→ What the task asks
Word for word, write out all of the data below.

→ Data excerpts

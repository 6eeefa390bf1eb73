//! Outgoing webhook delivery configuration

use std::time::Duration;

use serde::{Deserialize, Serialize};

/// Settings for outgoing webhook requests
#[derive(Debug, Clone, Serialize, Deserialize)]
pub struct DeliveryConfig {
    /// Per-task timeout in seconds when the enqueue request names none
    #[serde(default = "default_timeout_secs")]
    pub default_timeout_secs: u32,
    /// Request headers carrying this prefix are forwarded to the webhook
    /// with the prefix stripped
    #[serde(default = "default_proxy_header_prefix")]
    pub proxy_header_prefix: String,
    /// TCP connect timeout in milliseconds
    #[serde(default = "default_connect_timeout_ms")]
    pub connect_timeout_ms: u64,
    /// User agent presented to webhooks
    #[serde(default = "default_user_agent")]
    pub user_agent: String,
}

const fn default_timeout_secs() -> u32 {
    20
}

fn default_proxy_header_prefix() -> String {
    "x-hook-".to_string()
}

const fn default_connect_timeout_ms() -> u64 {
    10_000
}

fn default_user_agent() -> String {
    format!("WebhookQ/{}", env!("CARGO_PKG_VERSION"))
}

impl Default for DeliveryConfig {
    fn default() -> Self {
        Self {
            default_timeout_secs: default_timeout_secs(),
            proxy_header_prefix: default_proxy_header_prefix(),
            connect_timeout_ms: default_connect_timeout_ms(),
            user_agent: default_user_agent(),
        }
    }
}

impl DeliveryConfig {
    /// The connect timeout as a duration
    #[must_use]
    pub const fn connect_timeout(&self) -> Duration {
        Duration::from_millis(self.connect_timeout_ms)
    }
}

#[cfg(test)]
mod tests {
    use super::*;

    #[test]
    fn defaults() {
        let config = DeliveryConfig::default();
        assert_eq!(config.default_timeout_secs, 20);
        assert_eq!(config.proxy_header_prefix, "x-hook-");
        assert_eq!(config.connect_timeout(), Duration::from_secs(10));
        assert!(config.user_agent.starts_with("WebhookQ/"));
    }
}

→ Exercise result
repository 6eeefa390bf1eb73
//! Outgoing webhook delivery configuration

use std::time::Duration;

use serde::{Deserialize, Serialize};

/// Settings for outgoing webhook requests
#[derive(Debug, Clone, Serialize, Deserialize)]
pub struct DeliveryConfig {
    /// Per-task timeout in seconds when the enqueue request names none
    #[serde(default = "default_timeout_secs")]
    pub default_timeout_secs: u32,
    /// Request headers carrying this prefix are forwarded to the webhook
    /// with the prefix stripped
    #[serde(default = "default_proxy_header_prefix")]
    pub proxy_header_prefix: String,
    /// TCP connect timeout in milliseconds
    #[serde(default = "default_connect_timeout_ms")]
    pub connect_timeout_ms: u64,
    /// User agent presented to webhooks
    #[serde(default = "default_user_agent")]
    pub user_agent: String,
}

const fn default_timeout_secs() -> u32 {
    20
}

fn default_proxy_header_prefix() -> String {
    "x-hook-".to_string()
}

const fn default_connect_timeout_ms() -> u64 {
    10_000
}

fn default_user_agent() -> String {
    format!("WebhookQ/{}", env!("CARGO_PKG_VERSION"))
}

impl Default for DeliveryConfig {
    fn default() -> Self {
        Self {
            default_timeout_secs: default_timeout_secs(),
            proxy_header_prefix: default_proxy_header_prefix(),
            connect_timeout_ms: default_connect_timeout_ms(),
            user_agent: default_user_agent(),
        }
    }
}

impl DeliveryConfig {
    /// The connect timeout as a duration
    #[must_use]
    pub const fn connect_timeout(&self) -> Duration {
        Duration::from_millis(self.connect_timeout_ms)
    }
}

#[cfg(test)]
mod tests {
    use super::*;

    #[test]
    fn defaults() {
        let config = DeliveryConfig::default();
        assert_eq!(config.default_timeout_secs, 20);
        assert_eq!(config.proxy_header_prefix, "x-hook-");
        assert_eq!(config.connect_timeout(), Duration::from_secs(10));
        assert!(config.user_agent.starts_with("WebhookQ/"));
    }
}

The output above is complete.